→ **TASK TO COMPLETE**
Repeat the entries word for word. Leave nothing out.

[Start of section]

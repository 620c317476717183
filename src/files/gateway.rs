//! The file access gateway
//!
//! `FileGateway` is the single entry point a host application talks to. It
//! turns requests like "save this document" into picker interactions and
//! stream writes on an injected [`FileSystem`], applying the configured
//! filters.
//!
//! Every operation is one independent request/response: nothing is cached,
//! retried, or reported to the user. Failures come back exactly as the
//! backend produced them.

use crate::config::GatewayConfig;
use crate::error::Result;
use crate::files::filters::Format;
use crate::files::system::{FileSystem, WritableStream};
use log::debug;

// ─────────────────────────────────────────────────────────────────────────────
// Open Modes
// ─────────────────────────────────────────────────────────────────────────────

/// What an open operation hands back to the caller.
#[derive(Debug, Clone, Copy, PartialEq, Eq, Default)]
pub enum OpenMode {
    /// Return the file handle so the document can be re-saved later
    #[default]
    Handle,
    /// Read the file at once and return its bytes
    Bytes,
}

/// Result of [`FileGateway::open`].
#[derive(Debug, Clone, PartialEq, Eq)]
pub enum Opened<H> {
    Handle(H),
    Bytes(Vec<u8>),
}

impl<H> Opened<H> {
    pub fn into_handle(self) -> Option<H> {
        match self {
            Opened::Handle(handle) => Some(handle),
            Opened::Bytes(_) => None,
        }
    }

    pub fn into_bytes(self) -> Option<Vec<u8>> {
        match self {
            Opened::Handle(_) => None,
            Opened::Bytes(bytes) => Some(bytes),
        }
    }
}

// ─────────────────────────────────────────────────────────────────────────────
// File Actions
// ─────────────────────────────────────────────────────────────────────────────

/// Menu-level file actions a host dispatches.
#[derive(Debug, Clone, Copy, PartialEq, Eq)]
pub enum FileAction {
    /// "Open..."
    Open,
    /// "Save as..."
    Save,
    /// "Export as SVG..."
    Export,
}

impl FileAction {
    /// The format whose filter the action's picker uses.
    pub fn format(&self) -> Format {
        match self {
            FileAction::Open | FileAction::Save => Format::Ron,
            FileAction::Export => Format::Svg,
        }
    }
}

/// The handles a host currently holds, one slot per format.
///
/// A RON handle and an SVG handle never share a slot, so an export target
/// cannot end up receiving a document save or the other way round.
#[derive(Debug, Clone, PartialEq, Eq)]
pub struct FileHandles<H> {
    ron: Option<H>,
    svg: Option<H>,
}

impl<H> Default for FileHandles<H> {
    fn default() -> Self {
        Self {
            ron: None,
            svg: None,
        }
    }
}

impl<H> FileHandles<H> {
    pub fn new() -> Self {
        Self::default()
    }

    /// Store a handle obtained for `action`, replacing the previous one in
    /// the same slot.
    pub fn store(&mut self, action: FileAction, handle: H) {
        match action.format() {
            Format::Ron => self.ron = Some(handle),
            Format::Svg => self.svg = Some(handle),
        }
    }

    /// Whether a plain "Save" can go straight to an existing RON target.
    pub fn has_ron(&self) -> bool {
        self.ron.is_some()
    }

    pub fn has_svg(&self) -> bool {
        self.svg.is_some()
    }

    /// The handle saved content of `format` should go to.
    pub fn target(&self, format: Format) -> Option<&H> {
        match format {
            Format::Ron => self.ron.as_ref(),
            Format::Svg => self.svg.as_ref(),
        }
    }

    pub fn clear(&mut self) {
        self.ron = None;
        self.svg = None;
    }
}

// ─────────────────────────────────────────────────────────────────────────────
// Gateway
// ─────────────────────────────────────────────────────────────────────────────

/// Mediates between a host application and a [`FileSystem`].
#[derive(Debug, Clone)]
pub struct FileGateway<F: FileSystem> {
    fs: F,
    config: GatewayConfig,
}

impl<F: FileSystem> FileGateway<F> {
    /// Create a gateway with the default filters.
    pub fn new(fs: F) -> Self {
        Self::with_config(fs, GatewayConfig::default())
    }

    pub fn with_config(fs: F, config: GatewayConfig) -> Self {
        Self { fs, config }
    }

    pub fn config(&self) -> &GatewayConfig {
        &self.config
    }

    pub fn file_system(&self) -> &F {
        &self.fs
    }

    /// Let the user pick a RON document and return its handle.
    pub async fn open_ron_for_read(&self) -> Result<F::Handle> {
        let handle = self.fs.show_open_picker(&self.config.open_options()).await?;
        debug!("Opened RON document: {:?}", handle);
        Ok(handle)
    }

    /// Let the user choose where to save content of `format`.
    pub async fn open_save_target(&self, format: Format) -> Result<F::Handle> {
        self.open_save_target_named(format, None).await
    }

    /// Like [`open_save_target`](Self::open_save_target), pre-filling the
    /// picker with `suggested_name`.
    pub async fn open_save_target_named(
        &self,
        format: Format,
        suggested_name: Option<&str>,
    ) -> Result<F::Handle> {
        let options = self.config.save_options(format, suggested_name);
        let handle = self.fs.show_save_picker(&options).await?;
        debug!("Chose {} save target: {:?}", format.label(), handle);
        Ok(handle)
    }

    /// Write `payload` to `handle` in full and close the stream.
    ///
    /// If any step fails the stream is dropped without being committed.
    pub async fn write_bytes(&self, handle: &F::Handle, payload: &[u8]) -> Result<()> {
        let mut stream = self.fs.create_writable(handle).await?;
        stream.write(payload).await?;
        stream.close().await?;
        debug!("Wrote {} bytes to {:?}", payload.len(), handle);
        Ok(())
    }

    /// Write UTF-8 text to `handle`.
    pub async fn write_text(&self, handle: &F::Handle, text: &str) -> Result<()> {
        self.write_bytes(handle, text.as_bytes()).await
    }

    /// Read the whole file behind a handle obtained earlier.
    pub async fn read_bytes(&self, handle: &F::Handle) -> Result<Vec<u8>> {
        self.fs.read_all(handle).await
    }

    /// Let the user pick a RON file and return its contents directly.
    pub async fn open_and_read_bytes(&self) -> Result<Vec<u8>> {
        let handle = self
            .fs
            .show_open_picker(&self.config.open_raw_options())
            .await?;
        let bytes = self.fs.read_all(&handle).await?;
        debug!("Read {} bytes from {:?}", bytes.len(), handle);
        Ok(bytes)
    }

    /// Open a file, returning either its handle or its bytes.
    pub async fn open(&self, mode: OpenMode) -> Result<Opened<F::Handle>> {
        match mode {
            OpenMode::Handle => self.open_ron_for_read().await.map(Opened::Handle),
            OpenMode::Bytes => self.open_and_read_bytes().await.map(Opened::Bytes),
        }
    }

    /// Show the picker that belongs to a menu action.
    pub async fn request_handle(&self, action: FileAction) -> Result<F::Handle> {
        match action {
            FileAction::Open => self.open_ron_for_read().await,
            FileAction::Save | FileAction::Export => self.open_save_target(action.format()).await,
        }
    }
}

// ─────────────────────────────────────────────────────────────────────────────
// Tests
// ─────────────────────────────────────────────────────────────────────────────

[End of section]

→ **FINAL ANSWER**
repository 620c317476717183
filename src/files/gateway.rs
//! The file access gateway
//!
//! `FileGateway` is the single entry point a host application talks to. It
//! turns requests like "save this document" into picker interactions and
//! stream writes on an injected [`FileSystem`], applying the configured
//! filters.
//!
//! Every operation is one independent request/response: nothing is cached,
//! retried, or reported to the user. Failures come back exactly as the
//! backend produced them.

use crate::config::GatewayConfig;
use crate::error::Result;
use crate::files::filters::Format;
use crate::files::system::{FileSystem, WritableStream};
use log::debug;

// ─────────────────────────────────────────────────────────────────────────────
// Open Modes
// ─────────────────────────────────────────────────────────────────────────────

/// What an open operation hands back to the caller.
#[derive(Debug, Clone, Copy, PartialEq, Eq, Default)]
pub enum OpenMode {
    /// Return the file handle so the document can be re-saved later
    #[default]
    Handle,
    /// Read the file at once and return its bytes
    Bytes,
}

/// Result of [`FileGateway::open`].
#[derive(Debug, Clone, PartialEq, Eq)]
pub enum Opened<H> {
    Handle(H),
    Bytes(Vec<u8>),
}

impl<H> Opened<H> {
    pub fn into_handle(self) -> Option<H> {
        match self {
            Opened::Handle(handle) => Some(handle),
            Opened::Bytes(_) => None,
        }
    }

    pub fn into_bytes(self) -> Option<Vec<u8>> {
        match self {
            Opened::Handle(_) => None,
            Opened::Bytes(bytes) => Some(bytes),
        }
    }
}

// ─────────────────────────────────────────────────────────────────────────────
// File Actions
// ─────────────────────────────────────────────────────────────────────────────

/// Menu-level file actions a host dispatches.
#[derive(Debug, Clone, Copy, PartialEq, Eq)]
pub enum FileAction {
    /// "Open..."
    Open,
    /// "Save as..."
    Save,
    /// "Export as SVG..."
    Export,
}

impl FileAction {
    /// The format whose filter the action's picker uses.
    pub fn format(&self) -> Format {
        match self {
            FileAction::Open | FileAction::Save => Format::Ron,
            FileAction::Export => Format::Svg,
        }
    }
}

/// The handles a host currently holds, one slot per format.
///
/// A RON handle and an SVG handle never share a slot, so an export target
/// cannot end up receiving a document save or the other way round.
#[derive(Debug, Clone, PartialEq, Eq)]
pub struct FileHandles<H> {
    ron: Option<H>,
    svg: Option<H>,
}

impl<H> Default for FileHandles<H> {
    fn default() -> Self {
        Self {
            ron: None,
            svg: None,
        }
    }
}

impl<H> FileHandles<H> {
    pub fn new() -> Self {
        Self::default()
    }

    /// Store a handle obtained for `action`, replacing the previous one in
    /// the same slot.
    pub fn store(&mut self, action: FileAction, handle: H) {
        match action.format() {
            Format::Ron => self.ron = Some(handle),
            Format::Svg => self.svg = Some(handle),
        }
    }

    /// Whether a plain "Save" can go straight to an existing RON target.
    pub fn has_ron(&self) -> bool {
        self.ron.is_some()
    }

    pub fn has_svg(&self) -> bool {
        self.svg.is_some()
    }

    /// The handle saved content of `format` should go to.
    pub fn target(&self, format: Format) -> Option<&H> {
        match format {
            Format::Ron => self.ron.as_ref(),
            Format::Svg => self.svg.as_ref(),
        }
    }

    pub fn clear(&mut self) {
        self.ron = None;
        self.svg = None;
    }
}

// ─────────────────────────────────────────────────────────────────────────────
// Gateway
// ─────────────────────────────────────────────────────────────────────────────

/// Mediates between a host application and a [`FileSystem`].
#[derive(Debug, Clone)]
pub struct FileGateway<F: FileSystem> {
    fs: F,
    config: GatewayConfig,
}

impl<F: FileSystem> FileGateway<F> {
    /// Create a gateway with the default filters.
    pub fn new(fs: F) -> Self {
        Self::with_config(fs, GatewayConfig::default())
    }

    pub fn with_config(fs: F, config: GatewayConfig) -> Self {
        Self { fs, config }
    }

    pub fn config(&self) -> &GatewayConfig {
        &self.config
    }

    pub fn file_system(&self) -> &F {
        &self.fs
    }

    /// Let the user pick a RON document and return its handle.
    pub async fn open_ron_for_read(&self) -> Result<F::Handle> {
        let handle = self.fs.show_open_picker(&self.config.open_options()).await?;
        debug!("Opened RON document: {:?}", handle);
        Ok(handle)
    }

    /// Let the user choose where to save content of `format`.
    pub async fn open_save_target(&self, format: Format) -> Result<F::Handle> {
        self.open_save_target_named(format, None).await
    }

    /// Like [`open_save_target`](Self::open_save_target), pre-filling the
    /// picker with `suggested_name`.
    pub async fn open_save_target_named(
        &self,
        format: Format,
        suggested_name: Option<&str>,
    ) -> Result<F::Handle> {
        let options = self.config.save_options(format, suggested_name);
        let handle = self.fs.show_save_picker(&options).await?;
        debug!("Chose {} save target: {:?}", format.label(), handle);
        Ok(handle)
    }

    /// Write `payload` to `handle` in full and close the stream.
    ///
    /// If any step fails the stream is dropped without being committed.
    pub async fn write_bytes(&self, handle: &F::Handle, payload: &[u8]) -> Result<()> {
        let mut stream = self.fs.create_writable(handle).await?;
        stream.write(payload).await?;
        stream.close().await?;
        debug!("Wrote {} bytes to {:?}", payload.len(), handle);
        Ok(())
    }

    /// Write UTF-8 text to `handle`.
    pub async fn write_text(&self, handle: &F::Handle, text: &str) -> Result<()> {
        self.write_bytes(handle, text.as_bytes()).await
    }

    /// Read the whole file behind a handle obtained earlier.
    pub async fn read_bytes(&self, handle: &F::Handle) -> Result<Vec<u8>> {
        self.fs.read_all(handle).await
    }

    /// Let the user pick a RON file and return its contents directly.
    pub async fn open_and_read_bytes(&self) -> Result<Vec<u8>> {
        let handle = self
            .fs
            .show_open_picker(&self.config.open_raw_options())
            .await?;
        let bytes = self.fs.read_all(&handle).await?;
        debug!("Read {} bytes from {:?}", bytes.len(), handle);
        Ok(bytes)
    }

    /// Open a file, returning either its handle or its bytes.
    pub async fn open(&self, mode: OpenMode) -> Result<Opened<F::Handle>> {
        match mode {
            OpenMode::Handle => self.open_ron_for_read().await.map(Opened::Handle),
            OpenMode::Bytes => self.open_and_read_bytes().await.map(Opened::Bytes),
        }
    }

    /// Show the picker that belongs to a menu action.
    pub async fn request_handle(&self, action: FileAction) -> Result<F::Handle> {
        match action {
            FileAction::Open => self.open_ron_for_read().await,
            FileAction::Save | FileAction::Export => self.open_save_target(action.format()).await,
        }
    }
}

// ─────────────────────────────────────────────────────────────────────────────
// Tests
// ─────────────────────────────────────────────────────────────────────────────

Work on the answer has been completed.